Lewis "Scooter" Libby, right-hand man to Dick Cheney — the most powerful vice-president in American history — was charged on five counts of perjury, making false statements and obstruction of justice.
Patrick Fitzgerald, an apparently fearless and politically independent prosecutor who had earned his spurs taking down Chicago mobsters, had brought the indictment which concerned the unmasking of Valerie Plame as an undercover CIA operative.
Her outing by an as yet unnamed White House official came only months after her husband, a former US ambassador, had embarrassed Bush, Cheney and Libby by accusing them of misrepresenting the intelligence case of the war on Iraq.
After Fitzgerald had served his indictment on Friday, Libby immediately resigned and now has to report to the FBI for arrest and fingerprinting. If convicted, he faces up to 30 years in jail and a fine of up to $1.25m. So much, then, for dignity.
At first glance the Libby affair is a confusing — almost academic — tale of internecine Washington politics with little obvious explosive potential. Yet it is one that has struck at the core of one of Bush’s proudest and most controversial achievements: the invasion of Iraq and the toppling of Saddam Hussein.

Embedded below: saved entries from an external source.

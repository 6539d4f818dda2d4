//! Subcommand implementations
//!
//! Each command reads through the artifact file boundary and returns a
//! report; printing is left to the binary.

use crate::config::{load_bindings, SpecializeConfig};
use anyhow::Context;
use covenant_artifact::{export_artifact, import_artifact, specialize, Artifact, ArtifactDigest, Parameter};
use serde::Serialize;
use std::fmt::{self, Display, Formatter};
use std::path::{Path, PathBuf};

/// Result of a `specialize` run
#[derive(Debug, Clone, PartialEq, Eq)]
pub struct SpecializeOutcome {
    /// Contract name
    pub contract_name: String,
    /// Constructor inputs before binding
    pub inputs_before: usize,
    /// Constructor inputs left after binding
    pub inputs_after: usize,
    /// Digest of the written artifact
    pub digest: ArtifactDigest,
    /// Where the artifact was written
    pub output: PathBuf,
}

impl Display for SpecializeOutcome {
    fn fmt(&self, f: &mut Formatter<'_>) -> fmt::Result {
        write!(
            f,
            "{}: {} -> {} constructor input(s), wrote {} ({})",
            self.contract_name,
            self.inputs_before,
            self.inputs_after,
            self.output.display(),
            self.digest.short()
        )
    }
}

/// Load, bind and write an artifact
///
/// Nothing is written unless every binding succeeds.
///
/// # Errors
/// Returns error if loading, binding or writing fails
pub fn run_specialize(config: &SpecializeConfig) -> anyhow::Result<SpecializeOutcome> {
    let artifact = import_artifact(&config.artifact)
        .with_context(|| format!("failed to load artifact {}", config.artifact.display()))?;
    let bindings = match &config.bindings {
        Some(path) => load_bindings(path)?,
        None => Vec::new(),
    };

    let specialized = specialize(&artifact, &bindings)
        .with_context(|| format!("failed to specialize {}", artifact.contract_name))?;
    export_artifact(&specialized, &config.output)
        .with_context(|| format!("failed to write artifact {}", config.output.display()))?;

    Ok(SpecializeOutcome {
        contract_name: specialized.contract_name.clone(),
        inputs_before: artifact.constructor_inputs.len(),
        inputs_after: specialized.constructor_inputs.len(),
        digest: specialized.digest(),
        output: config.output.clone(),
    })
}

/// Summary of an artifact
#[derive(Debug, Clone, PartialEq, Eq, Serialize)]
#[serde(rename_all = "camelCase")]
pub struct InspectReport {
    pub contract_name: String,
    pub digest: ArtifactDigest,
    pub constructor_inputs: Vec<Parameter>,
    pub functions: Vec<FunctionSummary>,
}

/// Per-function part of an [`InspectReport`]
#[derive(Debug, Clone, PartialEq, Eq, Serialize)]
#[serde(rename_all = "camelCase")]
pub struct FunctionSummary {
    pub name: String,
    pub function_inputs: usize,
    pub requirements: usize,
    pub instructions: usize,
    pub placeholders: Vec<String>,
}

impl InspectReport {
    /// Summarize an in-memory artifact
    #[must_use]
    pub fn of(artifact: &Artifact) -> Self {
        let functions = artifact
            .functions
            .iter()
            .map(|f| FunctionSummary {
                name: f.name.clone(),
                function_inputs: f.function_inputs.len(),
                requirements: f.require.len(),
                instructions: f.asm.len(),
                placeholders: f.placeholders().into_iter().map(str::to_string).collect(),
            })
            .collect();

        Self {
            contract_name: artifact.contract_name.clone(),
            digest: artifact.digest(),
            constructor_inputs: artifact.constructor_inputs.clone(),
            functions,
        }
    }
}

impl Display for InspectReport {
    fn fmt(&self, f: &mut Formatter<'_>) -> fmt::Result {
        writeln!(f, "contract {} ({})", self.contract_name, self.digest)?;
        writeln!(f, "constructor inputs:")?;
        if self.constructor_inputs.is_empty() {
            writeln!(f, "  (none)")?;
        }
        for input in &self.constructor_inputs {
            writeln!(f, "  {}: {}", input.name, input.ty)?;
        }
        writeln!(f, "functions:")?;
        for function in &self.functions {
            write!(
                f,
                "  {} ({} inputs, {} requirements, {} instructions)",
                function.name, function.function_inputs, function.requirements, function.instructions
            )?;
            if function.placeholders.is_empty() {
                writeln!(f)?;
            } else {
                writeln!(f, " uses {}", function.placeholders.join(", "))?;
            }
        }
        Ok(())
    }
}

/// Load an artifact and summarize it
///
/// # Errors
/// Returns error if the artifact cannot be loaded
pub fn run_inspect(path: &Path) -> anyhow::Result<InspectReport> {
    let artifact =
        import_artifact(path).with_context(|| format!("failed to load artifact {}", path.display()))?;
    Ok(InspectReport::of(&artifact))
}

Worse, perhaps, so far as middle America is concerned, it raises a question mark over the one thing that the Bush administration has always been strongest on — its apparently unwavering sense of patriotism.
THE story dates back to the early years of Bush’s presidency and the aftermath of the attacks on New York and Washington on September 11, 2001. Cheney and Libby were at the vanguard of the hardcore group of "neocon" advisers who believed that Saddam’s regime in Iraq should be toppled in the wake of the overthrow of the Taliban regime in Afghanistan.